Once the patent application is filed, the Office of Patent Application Processing (OPAP) will review the filing to make sure that it complies with the USPTO’s minimum filing requirements, i.e., they examine the application to ensure that it appears to be complete. If they find something amiss, they will issue either a Notice to File Missing Parts or a Notice to File Corrected Application Papers inviting the applicant to correct the deficiency. Once OPAP has determined the application has met the minimum filing requirements, they will issue an Official Filing Receipt (OFR) notifying the applicant that they have obtained a filing date.
Next the application is forwarded to a Patent Examiner in the appropriate Art Unit. In due course, the Patent Examiner reviews the application and orders a prior art search based upon the claims in the application. Then the Patent Examiner will review the application in light of prior art discovered and will issue a notice to the applicant (or their attorney of record). If the Patent Examiner determines at any point in this process that the claims in the patent application are allowable, then they will issue a Notice of Allowance inviting the applicant to pay the required issue fee prior to the patent issuing.
However, the overwhelming majority of patent applications are rejected by the Patent Examiner at least once. The first rejection is typically referred to as a Non-Final Office Action. The office action will identify the prior art references the Patent Examiner has found and determined are relevant to patentability and will cite these references in the Office Action along with the Patent Examiner’s reasoning for rejecting the claims. An applicant has three months from the date of the Non-Final Office Action to file a response and if they are willing to pay the appropriate extension of time fees, they can obtain another three months to respond.

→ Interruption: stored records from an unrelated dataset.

//! Authentication extractor for HTTP requests.

use std::fmt;

use crate::auth::context::CallerContext;
use crate::db::{Db, QueryBuilder};
use crate::types::{ApiKeyHash, ApiKeyPrefix, Capability, ExternalUserId, IdentityProvider};
use serde::{Deserialize, Serialize};
use sha2::{Digest, Sha256};
use tracing::{debug, warn};

/// Authentication configuration.
#[derive(Debug, Clone, Serialize, Deserialize)]
pub struct AuthConfig {
    /// Whether to allow anonymous access
    pub allow_anonymous: bool,
    /// Capabilities granted to anonymous callers
    #[serde(default = "default_anonymous_capabilities")]
    pub anonymous_capabilities: Vec<Capability>,
    /// Header name for API key authentication
    pub api_key_header: String,
    /// Expected API key value (for simple deployments)
    pub api_key: Option<String>,
    /// Capabilities granted to callers presenting the static API key
    #[serde(default = "default_api_key_capabilities")]
    pub api_key_capabilities: Vec<Capability>,
    /// Whether to enable database-backed API key lookup
    #[serde(default)]
    pub db_api_keys_enabled: bool,
}

fn default_anonymous_capabilities() -> Vec<Capability> {
    vec![Capability::new("course:view")]
}

fn default_api_key_capabilities() -> Vec<Capability> {
    vec![Capability::new(Capability::WILDCARD)]
}

impl Default for AuthConfig {
    fn default() -> Self {
        Self {
            // Default to anonymous for local development
            allow_anonymous: true,
            anonymous_capabilities: default_anonymous_capabilities(),
            api_key_header: "X-API-Key".to_string(),
            api_key: None,
            api_key_capabilities: default_api_key_capabilities(),
            db_api_keys_enabled: false,
        }
    }
}

impl AuthConfig {
    /// Create a config for local single-user mode.
    pub fn local() -> Self {
        Self {
            allow_anonymous: true,
            ..Default::default()
        }
    }

    /// Create a config for static API key authentication.
    pub fn with_api_key(api_key: String) -> Self {
        Self {
            allow_anonymous: false,
            api_key: Some(api_key),
            ..Default::default()
        }
    }

    /// Create a config for database-backed API key authentication.
    pub fn with_db_api_keys() -> Self {
        Self {
            allow_anonymous: false,
            db_api_keys_enabled: true,
            ..Default::default()
        }
    }

    /// Settle anonymous access once the key sources are configured. Without
    /// an explicit choice, anonymous callers are admitted only when neither
    /// a static key nor database keys are enabled.
    pub fn with_anonymous_access(mut self, explicit: Option<bool>) -> Self {
        self.allow_anonymous =
            explicit.unwrap_or(self.api_key.is_none() && !self.db_api_keys_enabled);
        self
    }

    /// Replace the capabilities granted to anonymous callers.
    pub fn with_anonymous_capabilities(mut self, capabilities: Vec<Capability>) -> Self {
        self.anonymous_capabilities = capabilities;
        self
    }
}

/// Authentication errors.
#[derive(Debug, Clone)]
pub enum AuthError {
    /// No authentication provided and anonymous not allowed
    Unauthenticated,
    /// Invalid API key
    InvalidApiKey,
    /// API key is expired
    ApiKeyExpired,
    /// API key is inactive/revoked
    ApiKeyRevoked,
    /// Database error
    DatabaseError(String),
}

impl fmt::Display for AuthError {
    fn fmt(&self, f: &mut fmt::Formatter<'_>) -> fmt::Result {
        match self {
            Self::Unauthenticated => write!(f, "Authentication required"),
            Self::InvalidApiKey => write!(f, "Invalid API key"),
            Self::ApiKeyExpired => write!(f, "API key has expired"),
            Self::ApiKeyRevoked => write!(f, "API key has been revoked"),
            Self::DatabaseError(msg) => write!(f, "Database error: {}", msg),
        }
    }
}

impl std::error::Error for AuthError {}

/// Authentication extractor for HTTP requests.
pub struct AuthExtractor {
    config: AuthConfig,
    db: Db,
}

impl AuthExtractor {
    /// Create a new auth extractor.
    pub fn new(config: AuthConfig, db: Db) -> Self {
        Self { config, db }
    }

    /// Get reference to the auth configuration.
    pub fn config(&self) -> &AuthConfig {
        &self.config
    }

    /// Get reference to the database.
    pub fn db(&self) -> &Db {
        &self.db
    }

    /// Extract caller context from HTTP headers.
    ///
    /// This checks authentication in order:
    /// 1. Bearer token (treated as an API key)
    /// 2. API key header
    /// 3. Anonymous if allowed
    pub async fn extract_user(
        &self,
        authorization: Option<&str>,
        api_key: Option<&str>,
        ip_address: Option<String>,
        user_agent: Option<String>,
    ) -> Result<CallerContext, AuthError> {
        let presented = authorization
            .and_then(|h| h.strip_prefix("Bearer "))
            .map(str::trim)
            .or(api_key);

        if let Some(key) = presented {
            return self.extract_from_api_key(key, ip_address, user_agent).await;
        }

        if self.config.allow_anonymous {
            debug!("No credentials presented, using anonymous caller");
            return Ok(
                CallerContext::anonymous(self.config.anonymous_capabilities.clone())
                    .with_client_info(ip_address, user_agent),
            );
        }

        Err(AuthError::Unauthenticated)
    }

    /// Extract caller from API key.
    ///
    /// The static key is checked first; any other key is looked up in the
    /// database when database-backed keys are enabled.
    pub async fn extract_from_api_key(
        &self,
        key: &str,
        ip_address: Option<String>,
        user_agent: Option<String>,
    ) -> Result<CallerContext, AuthError> {
        if let Some(expected_key) = &self.config.api_key
            && key == expected_key
        {
            let key_hash = hash_api_key(key);
            let ctx = CallerContext::new(
                ExternalUserId::new(key_hash.into_inner()),
                IdentityProvider::new("api_key"),
                Some("API User".to_string()),
                self.config.api_key_capabilities.clone(),
            )
            .with_client_info(ip_address, user_agent);
            return Ok(ctx);
        }

        if self.config.db_api_keys_enabled {
            return self
                .extract_from_db_api_key(key, ip_address, user_agent)
                .await;
        }

        warn!("Rejected unknown API key");
        Err(AuthError::InvalidApiKey)
    }

    /// Extract caller from database-backed API key.
    async fn extract_from_db_api_key(
        &self,
        key: &str,
        ip_address: Option<String>,
        user_agent: Option<String>,
    ) -> Result<CallerContext, AuthError> {
        let key_hash = hash_api_key(key);

        let api_key = QueryBuilder::find_api_key_by_hash(&self.db, key_hash.as_str())
            .await
            .map_err(|e| AuthError::DatabaseError(e.to_string()))?
            .ok_or(AuthError::InvalidApiKey)?;

        if !api_key.is_active {
            warn!(prefix = %api_key.key_prefix, "Rejected revoked API key");
            return Err(AuthError::ApiKeyRevoked);
        }

        if api_key.is_expired {
            warn!(prefix = %api_key.key_prefix, "Rejected expired API key");
            return Err(AuthError::ApiKeyExpired);
        }

        if let Err(e) = QueryBuilder::update_api_key_last_used(&self.db, &api_key.id).await {
            warn!("Failed to record API key use: {}", e);
        }

        let display_name = api_key
            .name
            .clone()
            .unwrap_or_else(|| format!("API Key {}", api_key.key_prefix));

        let capabilities = api_key
            .scopes
            .unwrap_or_default()
            .into_iter()
            .map(Capability::new)
            .collect();

        debug!(prefix = %api_key.key_prefix, "Authenticated database API key");

        let ctx = CallerContext::new(
            ExternalUserId::new(format!("api_key:{}", api_key.key_prefix)),
            IdentityProvider::new("api_key"),
            Some(display_name),
            capabilities,
        )
        .with_client_info(ip_address, user_agent);

        Ok(ctx)
    }
}

/// Hash an API key for storage and lookup (don't store raw keys).
pub fn hash_api_key(key: &str) -> ApiKeyHash {
    let mut hasher = Sha256::new();
    hasher.update(key.as_bytes());
    let result = hasher.finalize();
    ApiKeyHash::new(format!("{:x}", result))
}

/// Generate a new API key with the format: prefix_randompart
/// Returns (full_key, prefix, hash)
pub fn generate_api_key() -> (String, ApiKeyPrefix, ApiKeyHash) {
    use uuid::Uuid;

    let prefix = ApiKeyPrefix::new(format!("cr_{}", &Uuid::new_v4().simple().to_string()[..8]));
    let secret = Uuid::new_v4().simple().to_string();
    let full_key = format!("{}_{}", prefix, secret);
    let key_hash = hash_api_key(&full_key);

    (full_key, prefix, key_hash)
}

After the response is filed, if the Patent Examiner decides the claims are still not allowable they will issue another Office Action. Most of the time, the second office action is referred to as a Final Office Action. Again, the applicant has three months to file a response and can pay for an additional three months if they choose to do so. If the Patent Examiner does not allow the claims after the response to the Final Office Action, they will issue an Advisory Action. The due date for the Advisory Action is actually the same due date for responding to the Final Office Action and as a result, can actually pass prior to the Advisory Action being issued. That is why it is advisable to file the response to the Final Office Action at least a month prior to the deadline to allow the Patent Examiner time to issue the Advisory Action prior to the deadline.
The Advisory Action will indicate whether the amendments to the claims made in the response to the Final Office Action have been entered. Unless the Patent Examiner determines that the claim amendments are too extensive and will require another search, they will enter the amendments into the prosecution record. At this stage, if the applicant wants to continue prosecuting their application, they will file a Request for Continued Examination (RCE) with the appropriate fee. After doing so, the Examiner will review the claim amendments and issue another Non-Final Office Action and the process will repeat until either (1) the patent is allowed and a Notice of Allowance issues (2) the applicant gives up and stops filing responses allowing the application to go abandoned or (3) the applicant has reached the USPTO’s limit for the number of RCEs they can file.
Upon receiving a Notice of Allowance, the applicant files a form and pays the appropriate fee and waits for the patent to issue from the USPTO. The USPTO will issue Letters Patent and will physically mail the patent to the applicant.
Patent prosecution is a somewhat convoluted process especially to the uninitiated. Consult with a registered patent attorney to discuss how best to navigate this process.